One second you're looting, the next you're dying.

One second you're looting, the next you're dying.

You get these ailments, stresses, and quirks primarily from enemies, and each zone will be trying to give you different ailments. Weather you contract syphilis in the warrens or rabies in the weald, they'll build up over time, and while they won't kill you, they'll render your hero worthless and drain your money if you plan to alleviate their symptoms. The chances of gaining more ailments only increases with how stressed your heroes are, and the only way to prevent stress is to traverse the dungeons quickly and efficiently which can be hard when insidious forces of corruption are trying to stop you.

Before venturing in the dungeons you can buy torches, among other items, to stave off the inevitable struggles your heroes will face, but what their fate will always come down to is who they travel with. There are ten mostly balanced classes available right now with at least three more planned to come out soon, and you can always start each dungeon with four members in a party just like most RPGs. Characters have “ranks” or position in the party with healers ideally in the back and crusaders being in the front, but when it's dark and your party is “surprised” or enemies use their moves, that order quickly changes.

Before finishing this, there are a few other features to touch on. The narrator's voice rivals the narrating ability of games like The Stanley Parable or Portal’s GLaDOS (if you could call her a narrator), but instead of being funny, is, you guessed it, dark, grim, and depressing in an original and thematically appropriate way. Another thing the game does originally is character design, though that's better shown with pictures than described in with words. Both environments, characters, and enemies all have this unique 2d look to them that looks completely unique.

Get used to this screen. It may be a squalid hamlet, but it’s YOUR squalid hamlet.

Get used to this screen. It may be a squalid hamlet, but it’s YOUR squalid hamlet.

Darkest Dungeon still has room for improvement. You'll be tasked to do "cleanse" or "scout" environments over and over again to gain the EXP and gold you'll require to take on the bosses later on, though this fault is partially saved by the fact that you're going to be forced to experiment with different classes in different positions with each quest as your main party is recovering from their stress.

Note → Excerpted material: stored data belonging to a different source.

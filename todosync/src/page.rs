//! The foreground page context.
//!
//! A [`Page`] owns the real key/value store and the in-memory task list.
//! It registers itself with the worker on connect and then answers the
//! worker's bridge traffic (storage proxying, completion clicks, sync
//! results) from a background driver task.
//!
//! While offline, mutations update the in-memory list and are recorded in
//! the persisted `pendingActions` queue instead of the task list; going
//! back online drains the queue (see [`crate::sync`]). UI feedback is
//! surfaced as [`Banner`] values for the embedder to render.

use std::sync::{Arc, Mutex, MutexGuard, PoisonError};

use thiserror::Error;
use tokio::sync::mpsc;
use uuid::Uuid;

use crate::messages::{PageBound, PageEvent, PageHandle, PageId};
use crate::push::PushManager;
use crate::scheduler::{NotificationScheduler, PendingNotification};
use crate::storage::{
    self, DEAD_LETTER_KEY, KeyValueStore, PENDING_ACTIONS_KEY, PENDING_NOTIFICATIONS_KEY,
    StorageError, TASKS_KEY,
};
use crate::sync::{self, PendingAction, QueuedAction};
use crate::task::{self, Task, TaskId};
use crate::worker::WorkerHandle;

#[derive(Error, Debug)]
pub enum PageError {
    #[error("task text is empty")]
    EmptyText,

    #[error("no task with id {0}")]
    UnknownTask(TaskId),

    #[error(transparent)]
    Storage(#[from] StorageError),
}

#[derive(Debug, Clone, Copy, PartialEq, Eq)]
pub enum BannerKind {
    Info,
    Success,
    Warning,
    Error,
}

/// A transient UI message for the embedder to render.
#[derive(Debug, Clone, PartialEq, Eq)]
pub struct Banner {
    pub kind: BannerKind,
    pub text: String,
}

#[derive(Debug, Default)]
struct PageState {
    tasks: Vec<Task>,
    pending_notifications: Vec<PendingNotification>,
    queued: Vec<QueuedAction>,
    online: bool,
    banners: Vec<Banner>,
}

#[derive(Clone)]
pub struct Page {
    id: PageId,
    store: Arc<dyn KeyValueStore>,
    worker: WorkerHandle,
    scheduler: NotificationScheduler,
    push: Option<PushManager>,
    state: Arc<Mutex<PageState>>,
}

impl Page {
    /// Load state from the store, register with the worker, and start the
    /// bridge driver. Leftover offline actions from a previous session
    /// trigger a background sync request.
    pub async fn connect(
        store: Arc<dyn KeyValueStore>,
        worker: WorkerHandle,
        push: Option<PushManager>,
    ) -> Page {
        let tasks = storage::load_list(store.as_ref(), TASKS_KEY);
        let pending_notifications = storage::load_list(store.as_ref(), PENDING_NOTIFICATIONS_KEY);
        let queued: Vec<QueuedAction> = storage::load_list(store.as_ref(), PENDING_ACTIONS_KEY);
        let has_leftovers = !queued.is_empty();

        let page = Page {
            id: Uuid::new_v4(),
            scheduler: NotificationScheduler::new(store.clone(), worker.clone()),
            store,
            worker: worker.clone(),
            push,
            state: Arc::new(Mutex::new(PageState {
                tasks,
                pending_notifications,
                queued,
                online: true,
                banners: Vec::new(),
            })),
        };

        let (tx, mut rx) = mpsc::channel(32);
        worker.connect(PageHandle { id: page.id, tx }).await;
        if has_leftovers {
            worker.request_sync().await;
        }

        let driver = page.clone();
        tokio::spawn(async move {
            while let Some(event) = rx.recv().await {
                driver.handle_event(event).await;
            }
        });

        page
    }

    pub fn id(&self) -> PageId {
        self.id
    }

    /// Page state stays coherent even if a holder panicked mid-update, so
    /// a poisoned lock is recovered rather than propagated.
    fn state(&self) -> MutexGuard<'_, PageState> {
        self.state.lock().unwrap_or_else(PoisonError::into_inner)
    }

    /// Unregister from the worker.
    pub async fn disconnect(&self) {
        self.worker.disconnect(self.id).await;
    }

    /// Add a task. A scheduled task asks for notification permission
    /// first; denial degrades to a plain task with a warning banner.
    pub async fn add_task(
        &self,
        text: &str,
        scheduled_for: Option<i64>,
    ) -> Result<TaskId, PageError> {
        let text = text.trim();
        if text.is_empty() {
            self.banner(BannerKind::Warning, "Please enter a task");
            return Err(PageError::EmptyText);
        }

        let task = Task::new(text, scheduled_for);
        let mut armed = scheduled_for.is_some();
        if armed {
            let allowed = match &self.push {
                Some(push) => push.ensure_permission().await,
                None => false,
            };
            if !allowed {
                self.banner(
                    BannerKind::Warning,
                    "Notifications are required for scheduled tasks",
                );
                armed = false;
            }
        }

        let online = {
            let mut state = self.state();
            state.tasks.push(task.clone());
            state.online
        };
        if online {
            self.save_tasks()?;
        } else {
            self.record(PendingAction::Add { task: task.clone() })?;
        }

        if armed {
            self.scheduler.schedule(&task).await?;
        }
        self.banner(BannerKind::Success, "Task added");
        Ok(task.id)
    }

    /// Delete a task and cancel any reminder for it. Deleting an unknown
    /// id is a no-op.
    pub async fn delete_task(&self, task_id: TaskId) -> Result<(), PageError> {
        let (removed, online) = {
            let mut state = self.state();
            let before = state.tasks.len();
            state.tasks.retain(|task| task.id != task_id);
            (state.tasks.len() != before, state.online)
        };
        if !removed {
            log::debug!("delete for unknown task {task_id}");
            return Ok(());
        }

        if online {
            self.save_tasks()?;
        } else {
            self.record(PendingAction::Delete { task_id })?;
        }
        self.scheduler.cancel(task_id).await?;
        Ok(())
    }

    /// Flip a task's completed state; returns the new state.
    pub async fn toggle_task(&self, task_id: TaskId) -> Result<bool, PageError> {
        let (task, online) = {
            let mut state = self.state();
            let Some(task) = state.tasks.iter_mut().find(|task| task.id == task_id) else {
                return Err(PageError::UnknownTask(task_id));
            };
            task.completed = !task.completed;
            let snapshot = task.clone();
            (snapshot, state.online)
        };

        if online {
            self.save_tasks()?;
        } else {
            self.record(PendingAction::Update { task: task.clone() })?;
        }
        Ok(task.completed)
    }

    /// Mark a task completed if it is not already (the reminder-click
    /// path). Routes through the normal toggle so the change persists.
    async fn complete_task(&self, task_id: TaskId) {
        let already_done = {
            let state = self.state();
            state
                .tasks
                .iter()
                .find(|task| task.id == task_id)
                .map(|task| task.completed)
        };
        match already_done {
            Some(false) => {
                if let Err(err) = self.toggle_task(task_id).await {
                    log::error!("failed to complete task from reminder: {err}");
                }
            }
            Some(true) => {}
            None => log::debug!("completion for unknown task {task_id}"),
        }
    }

    /// Record an online/offline transition. Going online drains the
    /// offline queue.
    pub async fn set_online(&self, online: bool) -> Result<(), PageError> {
        let was_online = {
            let mut state = self.state();
            let was = state.online;
            state.online = online;
            was
        };
        if online && !was_online {
            self.drain_queued().await?;
        } else if !online && was_online {
            self.banner(BannerKind::Info, "Offline, changes will sync when you reconnect");
        }
        Ok(())
    }

    pub fn is_online(&self) -> bool {
        self.state().online
    }

    /// Tasks in display order.
    pub fn sorted_tasks(&self) -> Vec<Task> {
        let mut tasks = self.state().tasks.clone();
        task::sort_for_display(&mut tasks);
        tasks
    }

    pub fn tasks(&self) -> Vec<Task> {
        self.state().tasks.clone()
    }

    pub fn pending_notifications(&self) -> Vec<PendingNotification> {
        self.state().pending_notifications.clone()
    }

    /// Drain accumulated UI banners.
    pub fn take_banners(&self) -> Vec<Banner> {
        std::mem::take(&mut self.state().banners)
    }

    /// Handle one worker→page delivery.
    pub async fn handle_event(&self, event: PageEvent) {
        match event.message {
            PageBound::GetStorage { key } => {
                let value = self.store.get(&key);
                if let Some(reply) = event.reply {
                    let _ = reply.send(value);
                }
            }
            PageBound::SetStorage { key, value } => {
                if let Err(err) = self.store.set(&key, &value) {
                    log::error!("failed to persist {key}: {err}");
                    return;
                }
                // A write to the task list also refreshes the in-page copy.
                if key == TASKS_KEY {
                    match serde_json::from_str(&value) {
                        Ok(tasks) => self.state().tasks = tasks,
                        Err(err) => log::warn!("synced task list is unreadable: {err}"),
                    }
                }
            }
            PageBound::CompleteTask { task_id } => self.complete_task(task_id).await,
            PageBound::NotificationsUpdated { notifications } => {
                self.state().pending_notifications = notifications;
            }
            PageBound::TasksSynced { tasks } => {
                self.state().tasks = tasks;
            }
        }
    }

    /// Replay the offline queue against the stored list and persist the
    /// result. Reminders were already scheduled at add time, so replayed
    /// additions do not get a second entry here.
    async fn drain_queued(&self) -> Result<(), PageError> {
        let queue = self.state().queued.clone();
        if queue.is_empty() {
            return Ok(());
        }

        let stored: Vec<Task> = storage::load_list(self.store.as_ref(), TASKS_KEY);
        let outcome = sync::replay(stored, queue);

        // The in-memory queue keeps the pre-drain actions until every
        // persist has gone through, so a failed write can be retried on
        // the next reconnect.
        storage::save_list(self.store.as_ref(), TASKS_KEY, &outcome.tasks)?;
        storage::save_list(self.store.as_ref(), PENDING_ACTIONS_KEY, &outcome.retry)?;
        if !outcome.dead.is_empty() {
            let mut dead: Vec<QueuedAction> =
                storage::load_list(self.store.as_ref(), DEAD_LETTER_KEY);
            dead.extend(outcome.dead);
            storage::save_list(self.store.as_ref(), DEAD_LETTER_KEY, &dead)?;
        }

        {
            let mut state = self.state();
            state.tasks = outcome.tasks;
            state.queued = outcome.retry;
        }
        self.banner(BannerKind::Success, "Offline changes synced");
        Ok(())
    }

    fn record(&self, action: PendingAction) -> Result<(), StorageError> {
        let queued = {
            let mut state = self.state();
            state.queued.push(action.into());
            state.queued.clone()
        };
        storage::save_list(self.store.as_ref(), PENDING_ACTIONS_KEY, &queued)
    }

    fn save_tasks(&self) -> Result<(), StorageError> {
        let tasks = self.state().tasks.clone();
        storage::save_list(self.store.as_ref(), TASKS_KEY, &tasks)
    }

    fn banner(&self, kind: BannerKind, text: &str) {
        self.state().banners.push(Banner { kind, text: text.to_owned() });
    }
}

As for the random element, there have been encounters where my heroes never missed and dodged every hit, but there's also been times where they were critically hit 3 times in a row and totally wiped out. It's hard to fault a turn based RPG for doing its job and rolling the dice, but in a way similar to XCOM, sometimes it just feels like there's more luck involved than skill even if that's not really true.

Darkest Dungeon, despite some repetitive aspects, is one of the most promising in development this year, and by an indie company no less. Its dark and somber theme is enthralling without ever seeming cheesy or angsty, and the gameplay accompanying it is as impressive as it is difficult. If you're a masochist who enjoys challenges, somebody searching for a roguelike game to play for another 25+ hours, or looking for a setting that'll make you want to abandon all your hopes and dreams, keep an eye out for Darkest Dungeon, because this game has some real potential.